Kedua, berbagai kekuatan disruptif membentuk kembali arsitektur dasar industri perbankan. Suku bunga yang lebih tinggi, berkurangnya jumlah uang beredar, peraturan yang lebih tegas, perubahan iklim, dan ketegangan geopolitik adalah pendorong utama di balik transformasi ini.
Dengan dua pesan utama tersebut, maka pilihan strategis bank akan diuji karena mereka menghadapi berbagai tantangan mendasar terhadap model bisnis mereka sehingga mereka dituntut mampu menunjukkan keyakinan dan ketangkasan untuk terus berkembang.
Perlambatan ekonomi global dan lanskap ekonomi yang berbeda akan menantang industri perbankan dengan cara-cara baru pada 2024. Meskipun upaya baru-baru ini untuk memerangi inflasi menunjukkan tanda-tanda keberhasilan di banyak negara, namun risiko yang terungkap oleh gangguan rantai pasokan, disrupsi hubungan perdagangan, dan ketegangan geopolitik yang sedang berlangsung akan mempersulit pertumbuhan ekonomi di seluruh dunia.
Peristiwa terkait cuaca ekstrem, seperti banjir, gelombang panas, dan angin topan, juga dapat menyebabkan gangguan ekonomi yang parah. Dengan latar belakang ini, Dana Moneter Internasional (International Monetary Fund/IMF) memperkirakan ekonomi dunia akan tumbuh tidak lebih dari 3,0% pada 2024. Ekonomi maju – yaitu Amerika Serikat (AS), kawasan Euro, Jepang, Inggris, dan Kanada – diperkirakan mengalami pertumbuhan hangat sebesar 1,4% pada 2024.
Tetapi banyak negara berkembang harus melihat pertumbuhan yang lebih tinggi didukung oleh permintaan konsumen yang kuat, demografi yang lebih muda, dan neraca perdagangan yang membaik.
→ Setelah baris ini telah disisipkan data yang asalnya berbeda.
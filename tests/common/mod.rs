//! Shared test utilities for Verdict integration tests.
//!
//! Provides a scriptable judge that counts its calls and tracks its own
//! concurrency, plus helpers for wiring judges into an engine.

#![allow(dead_code)]

use async_trait::async_trait;
use std::sync::atomic::{AtomicUsize, Ordering};
use std::sync::Arc;
use std::time::Duration;
use verdict::config::EngineConfig;
use verdict::consensus::ConsensusEngine;
use verdict::judge::{Judge, JudgeError, Judgment};
use verdict::performance::PerformanceConfig;
use verdict::registry::BackendDescriptor;

// =============================================================================
// Scripted Judge
// =============================================================================

/// What a scripted judge answers.
#[derive(Debug, Clone)]
pub enum Script {
    /// Answer with a fixed judgment
    Score(Judgment),
    /// Fail with an upstream error
    Fail,
    /// Never answer
    Hang,
    /// Succeed for the first `n` calls, then fail
    SucceedThenFail(usize, Judgment),
}

/// Judge driven by a fixed script.
pub struct ScriptedJudge {
    script: Script,
    delay: Duration,
    calls: AtomicUsize,
    in_flight: AtomicUsize,
    max_in_flight: AtomicUsize,
}

impl ScriptedJudge {
    pub fn new(script: Script) -> Self {
        Self {
            script,
            delay: Duration::ZERO,
            calls: AtomicUsize::new(0),
            in_flight: AtomicUsize::new(0),
            max_in_flight: AtomicUsize::new(0),
        }
    }

    pub fn scoring(risk_score: f64, confidence: f64) -> Self {
        Self::new(Script::Score(Judgment::new(risk_score, confidence)))
    }

    pub fn failing() -> Self {
        Self::new(Script::Fail)
    }

    pub fn hanging() -> Self {
        Self::new(Script::Hang)
    }

    pub fn with_delay(mut self, delay: Duration) -> Self {
        self.delay = delay;
        self
    }

    /// Number of calls received so far.
    pub fn calls(&self) -> usize {
        self.calls.load(Ordering::SeqCst)
    }

    /// Highest number of simultaneous calls observed.
    pub fn max_in_flight(&self) -> usize {
        self.max_in_flight.load(Ordering::SeqCst)
    }
}

struct InFlightGuard<'a>(&'a AtomicUsize);

impl Drop for InFlightGuard<'_> {
    fn drop(&mut self) {
        self.0.fetch_sub(1, Ordering::SeqCst);
    }
}

#[async_trait]
impl Judge for ScriptedJudge {
    async fn judge(&self, _content: &str, _timeout: Duration) -> Result<Judgment, JudgeError> {
        let call = self.calls.fetch_add(1, Ordering::SeqCst);
        let now = self.in_flight.fetch_add(1, Ordering::SeqCst) + 1;
        self.max_in_flight.fetch_max(now, Ordering::SeqCst);
        let _guard = InFlightGuard(&self.in_flight);

        if !self.delay.is_zero() {
            tokio::time::sleep(self.delay).await;
        }

        match &self.script {
            Script::Score(judgment) => Ok(*judgment),
            Script::Fail => Err(JudgeError::Upstream {
                status: 500,
                message: "scripted failure".to_string(),
            }),
            Script::Hang => std::future::pending().await,
            Script::SucceedThenFail(n, judgment) => {
                if call < *n {
                    Ok(*judgment)
                } else {
                    Err(JudgeError::Network("scripted outage".to_string()))
                }
            }
        }
    }
}

// =============================================================================
// Engine Helpers
// =============================================================================

pub fn engine() -> ConsensusEngine {
    ConsensusEngine::default()
}

pub fn engine_with_in_flight(max_in_flight: usize) -> ConsensusEngine {
    let config = EngineConfig {
        max_in_flight,
        ..Default::default()
    };
    ConsensusEngine::new(config, PerformanceConfig::default())
}

/// Register `judge` under `id` with the given cost and return it for inspection.
pub fn add_backend(
    engine: &ConsensusEngine,
    id: &str,
    cost_per_call: f64,
    judge: ScriptedJudge,
) -> Arc<ScriptedJudge> {
    add_backend_with(
        engine,
        BackendDescriptor::new(id, "scripted").with_cost_per_call(cost_per_call),
        judge,
    )
}

pub fn add_backend_with(
    engine: &ConsensusEngine,
    descriptor: BackendDescriptor,
    judge: ScriptedJudge,
) -> Arc<ScriptedJudge> {
    let judge = Arc::new(judge);
    engine
        .register_backend(descriptor, judge.clone())
        .expect("backend registration");
    judge
}

pub fn approx_eq(a: f64, b: f64) -> bool {
    (a - b).abs() < 1e-9
}
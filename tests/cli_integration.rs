//! CLI Integration Tests
//!
//! End-to-end tests for CLI commands using assert_cmd.

use assert_cmd::Command;
use predicates::prelude::*;
use std::path::PathBuf;
use tempfile::TempDir;

/// Get the verdict binary for testing
fn verdict_cmd() -> Command {
    let mut cmd = Command::cargo_bin("verdict").unwrap();
    cmd.env_remove("VERDICT_LOG_LEVEL")
        .env_remove("VERDICT_STRATEGY")
        .env("RUST_LOG", "error");
    cmd
}

fn write_config(dir: &TempDir, body: &str) -> PathBuf {
    let path = dir.path().join("verdict.toml");
    std::fs::write(&path, body).unwrap();
    path
}

const STATIC_BACKENDS: &str = r#"
[[backends]]
id = "strict"
type = "static"
fixed = { risk_score = 0.9, confidence = 0.9 }

[[backends]]
id = "lenient"
type = "static"
fixed = { risk_score = 0.7, confidence = 0.8 }

[[backends]]
id = "offline"
type = "static"
fixed = { risk_score = 0.0, confidence = 1.0 }
enabled = false
"#;

#[test]
fn test_version_output() {
    verdict_cmd()
        .arg("--version")
        .assert()
        .success()
        .stdout(predicate::str::contains("verdict"));
}

#[test]
fn test_help_shows_all_commands() {
    verdict_cmd()
        .arg("--help")
        .assert()
        .success()
        .stdout(predicate::str::contains("evaluate"))
        .stdout(predicate::str::contains("backends"))
        .stdout(predicate::str::contains("config"))
        .stdout(predicate::str::contains("completions"));
}

#[test]
fn test_evaluate_help() {
    verdict_cmd()
        .args(["evaluate", "--help"])
        .assert()
        .success()
        .stdout(predicate::str::contains("--strategy"))
        .stdout(predicate::str::contains("--backend"))
        .stdout(predicate::str::contains("--deadline-ms"));
}

#[test]
fn test_config_init_creates_file() {
    let temp_dir = TempDir::new().unwrap();
    let config_path = temp_dir.path().join("verdict.toml");

    verdict_cmd()
        .args(["config", "init", "-o", config_path.to_str().unwrap()])
        .assert()
        .success();

    let content = std::fs::read_to_string(&config_path).unwrap();
    assert!(content.contains("[engine]"));
    assert!(content.contains("[[backends]]"));
}

#[test]
fn test_config_init_no_overwrite() {
    let temp_dir = TempDir::new().unwrap();
    let config_path = write_config(&temp_dir, "existing content");

    verdict_cmd()
        .args(["config", "init", "-o", config_path.to_str().unwrap()])
        .assert()
        .failure()
        .stderr(predicate::str::contains("exists"));

    let content = std::fs::read_to_string(&config_path).unwrap();
    assert_eq!(content, "existing content");
}

#[test]
fn test_config_init_force_overwrites() {
    let temp_dir = TempDir::new().unwrap();
    let config_path = write_config(&temp_dir, "existing content");

    verdict_cmd()
        .args([
            "config",
            "init",
            "-o",
            config_path.to_str().unwrap(),
            "--force",
        ])
        .assert()
        .success();

    let content = std::fs::read_to_string(&config_path).unwrap();
    assert!(content.contains("[engine]"));
}

#[test]
fn test_backends_list_json() {
    let temp_dir = TempDir::new().unwrap();
    let config_path = write_config(&temp_dir, STATIC_BACKENDS);

    let output = verdict_cmd()
        .args([
            "backends",
            "list",
            "--json",
            "-c",
            config_path.to_str().unwrap(),
        ])
        .output()
        .unwrap();
    assert!(output.status.success());

    let parsed: serde_json::Value = serde_json::from_slice(&output.stdout).unwrap();
    let ids: Vec<&str> = parsed["backends"]
        .as_array()
        .unwrap()
        .iter()
        .map(|b| b["id"].as_str().unwrap())
        .collect();
    assert_eq!(ids, vec!["lenient", "offline", "strict"]);
}

#[test]
fn test_backends_list_enabled_only() {
    let temp_dir = TempDir::new().unwrap();
    let config_path = write_config(&temp_dir, STATIC_BACKENDS);

    verdict_cmd()
        .args([
            "backends",
            "list",
            "--enabled-only",
            "-c",
            config_path.to_str().unwrap(),
        ])
        .assert()
        .success()
        .stdout(predicate::str::contains("strict"))
        .stdout(predicate::str::contains("offline").not());
}

#[test]
fn test_evaluate_static_backends_json() {
    let temp_dir = TempDir::new().unwrap();
    let config_path = write_config(&temp_dir, STATIC_BACKENDS);

    let output = verdict_cmd()
        .args([
            "evaluate",
            "some content",
            "--json",
            "-s",
            "majority",
            "-c",
            config_path.to_str().unwrap(),
        ])
        .output()
        .unwrap();
    assert!(output.status.success());

    let parsed: serde_json::Value = serde_json::from_slice(&output.stdout).unwrap();
    assert_eq!(parsed["decision"], "flagged");
    assert_eq!(parsed["strategy"], "majority");
    assert_eq!(parsed["verdicts"].as_array().unwrap().len(), 2);
}

#[test]
fn test_evaluate_reads_file() {
    let temp_dir = TempDir::new().unwrap();
    let config_path = write_config(&temp_dir, STATIC_BACKENDS);
    let content_path = temp_dir.path().join("content.txt");
    std::fs::write(&content_path, "content from disk").unwrap();

    verdict_cmd()
        .args([
            "evaluate",
            "-f",
            content_path.to_str().unwrap(),
            "-c",
            config_path.to_str().unwrap(),
        ])
        .assert()
        .success()
        .stdout(predicate::str::contains("strict"));
}

#[test]
fn test_evaluate_unreachable_backend_fails_quorum() {
    let temp_dir = TempDir::new().unwrap();
    let config_path = write_config(
        &temp_dir,
        r#"
[[backends]]
id = "unreachable"
type = "http"
url = "http://127.0.0.1:9/evaluate"
timeout_ms = 2000
"#,
    );

    verdict_cmd()
        .args(["evaluate", "text", "-c", config_path.to_str().unwrap()])
        .assert()
        .failure()
        .stderr(predicate::str::contains("insufficient quorum"));
}

#[test]
fn test_evaluate_without_backends_fails() {
    let temp_dir = TempDir::new().unwrap();
    let config_path = write_config(&temp_dir, "");

    verdict_cmd()
        .args(["evaluate", "text", "-c", config_path.to_str().unwrap()])
        .assert()
        .failure()
        .stderr(predicate::str::contains("no enabled backend"));
}

#[test]
fn test_evaluate_requires_content() {
    let temp_dir = TempDir::new().unwrap();
    let config_path = write_config(&temp_dir, STATIC_BACKENDS);

    verdict_cmd()
        .args(["evaluate", "-c", config_path.to_str().unwrap()])
        .assert()
        .failure()
        .stderr(predicate::str::contains("Provide content"));
}

#[test]
fn test_evaluate_rejects_unknown_strategy() {
    verdict_cmd()
        .args(["evaluate", "text", "-s", "plurality"])
        .assert()
        .failure()
        .stderr(predicate::str::contains("plurality"));
}

#[test]
fn test_evaluate_rejects_nan_threshold() {
    verdict_cmd()
        .args(["evaluate", "text", "--risk-threshold", "NaN"])
        .assert()
        .failure()
        .stderr(predicate::str::contains("between 0 and 1"));
}

#[test]
fn test_invalid_command() {
    verdict_cmd()
        .arg("invalid-command")
        .assert()
        .failure()
        .stderr(predicate::str::contains("error"));
}

#[test]
fn test_completions_bash() {
    verdict_cmd()
        .args(["completions", "bash"])
        .assert()
        .success()
        .stdout(predicate::str::contains("complete"));
}

#[test]
fn test_completions_zsh() {
    verdict_cmd()
        .args(["completions", "zsh"])
        .assert()
        .success()
        .stdout(predicate::str::contains("compdef"));
}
Secara khusus, India diperkirakan memiliki salah satu tingkat pertumbuhan terkuat berkisar 6,3% pada 2024.
Di lain sisi, Tiongkok menghadapi potensi perlambatan ekonomi dengan permintaan konsumen yang lemah dan pasar properti yang tertekan. Pelemahan ekspor dan impor Tiongkok tidak hanya berdampak pada mitra dagangnya, termasuk Indonesia, tetapi juga dapat menantang dinamika rantai pasokan dan semakin melemahkan pemulihan global. Upaya baru-baru ini untuk menghidupkan kembali kepercayaan konsumen dan perusahaan di Tiongkok dapat memengaruhi pertumbuhan ekonomi di negara lain, khususnya di Asia.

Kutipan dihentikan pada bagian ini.